A
la de tres... ¡Adjudicada!
Subastas: Gracias a ellas se puede conseguir casa hasta
por un 25% menos, siempre que se tenga dinero suficiente para hacer
frente a la fianza
La
subida constante de los precios de los pisos, junto con el incremento
de los tipos de interés, hace que cada vez más personas
busquen medios alternativos para encontrar una vivienda más
asequible.
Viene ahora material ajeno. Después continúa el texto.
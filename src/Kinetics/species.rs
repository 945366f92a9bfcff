//! Species of the N2/H2 plasma mechanism and the fixed ordering of the state vector.
//!
//! The order `[N, H, H2, NH, NH2, NH3, N2]` is shared by the concentration vector, the
//! trajectory columns and every printed table.
use crate::Kinetics::plasma_errors::{KineticsError, KineticsResult};
use nalgebra::DVector;
use serde::{Deserialize, Serialize};
use std::fmt;
use std::str::FromStr;

pub const N_SPECIES: usize = 7;

#[derive(Debug, Clone, Copy, PartialEq, Eq, Hash, PartialOrd, Ord, Serialize, Deserialize)]
pub enum Species {
    N,
    H,
    H2,
    NH,
    NH2,
    NH3,
    N2,
}

impl Species {
    pub const ALL: [Species; N_SPECIES] = [
        Species::N,
        Species::H,
        Species::H2,
        Species::NH,
        Species::NH2,
        Species::NH3,
        Species::N2,
    ];

    /// position of the species in the state vector
    pub fn index(&self) -> usize {
        match self {
            Species::N => 0,
            Species::H => 1,
            Species::H2 => 2,
            Species::NH => 3,
            Species::NH2 => 4,
            Species::NH3 => 5,
            Species::N2 => 6,
        }
    }

    pub fn formula(&self) -> &'static str {
        match self {
            Species::N => "N",
            Species::H => "H",
            Species::H2 => "H2",
            Species::NH => "NH",
            Species::NH2 => "NH2",
            Species::NH3 => "NH3",
            Species::N2 => "N2",
        }
    }

    /// (nitrogen atoms, hydrogen atoms)
    pub fn atoms(&self) -> (u32, u32) {
        match self {
            Species::N => (1, 0),
            Species::H => (0, 1),
            Species::H2 => (0, 2),
            Species::NH => (1, 1),
            Species::NH2 => (1, 2),
            Species::NH3 => (1, 3),
            Species::N2 => (2, 0),
        }
    }

    pub fn names() -> Vec<String> {
        Species::ALL.iter().map(|s| s.formula().to_string()).collect()
    }
}

impl fmt::Display for Species {
    fn fmt(&self, f: &mut fmt::Formatter<'_>) -> fmt::Result {
        write!(f, "{}", self.formula())
    }
}

impl FromStr for Species {
    type Err = KineticsError;
    /// accepts the plain formula and the vibrationally excited form, "H2(v)" -> H2
    fn from_str(s: &str) -> Result<Self, Self::Err> {
        let trimmed = s.trim();
        let formula = trimmed
            .strip_suffix("(v)")
            .unwrap_or(trimmed)
            .trim();
        Species::ALL
            .iter()
            .find(|sp| sp.formula() == formula)
            .copied()
            .ok_or_else(|| KineticsError::configuration(format!("unknown species '{}'", s)))
    }
}

/// Empty state vector in species order
pub fn zero_state() -> DVector<f64> {
    DVector::zeros(N_SPECIES)
}

/// Checks a state vector has the right length and only finite, non-negative entries
pub fn validate_state(state: &DVector<f64>) -> KineticsResult<()> {
    if state.len() != N_SPECIES {
        return Err(KineticsError::domain(format!(
            "state vector must have {} components, got {}",
            N_SPECIES,
            state.len()
        )));
    }
    for (i, c) in state.iter().enumerate() {
        if !c.is_finite() || *c < 0.0 {
            return Err(KineticsError::domain(format!(
                "concentration of {} must be finite and >= 0, got {}",
                Species::ALL[i],
                c
            )));
        }
    }
    Ok(())
}

/// Total nitrogen and hydrogen atom densities (cm^-3) held in a state
pub fn atom_inventory(state: &DVector<f64>) -> (f64, f64) {
    Species::ALL
        .iter()
        .fold((0.0, 0.0), |(n_atoms, h_atoms), sp| {
            let (n, h) = sp.atoms();
            let c = state[sp.index()];
            (n_atoms + n as f64 * c, h_atoms + h as f64 * c)
        })
}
Uno de los menos explorados –y más provechosos–
son las subastas, en las que se puede conseguir casa hasta un 25%
más barata.
Existen dos tipos de subastas: las privadas, en las que un organismo
público, una empresa privada o un particular saca al mercado
viviendas de su propiedad; y las judiciales, en las que es el juez
quien decide la pública subasta de bienes en litigio o con
deudas.
El procedimiento es similar en ambos casos: mediante una notificación
pública se fija la fecha de la subasta, la relación
de inmuebles (normalmente entre 100 y 200), su ubicación,
metros cuadrados y características, además del precio
de salida.
Depósito del 1 al 20%
A partir de ese momento, los interesados deben acudir al organismo
o a la empresa organizadora para dejar un dinero en depósito,
que será devuelto si finalmente no se consigue la casa: en
torno al 20% del valor de salida en el caso de las subastas judiciales
y entre el 1 y el 5% para las privadas.
En estas últimas, se puede pujar incluso por Internet a
través de la página de la empresa organizadora, mientras
que en las judiciales es necesario desplazarse físicamente
al juzgado en cuestión.
Quien consiga hacerse con el inmueble tendrá que comprometerse
a pagarlo –descontando la cantidad que entregó como
depósito y gestionando, si lo desea, un crédito hipotecario–
en un plazo máximo de 20 días hábiles. Pasado
ese tiempo, recibirá la documentación que acredita
la propiedad. El adjudicatario deberá pagar también
el 7% del impuesto de transmisiones patrimoniales y los gastos del
notario y el Registro de la Propiedad.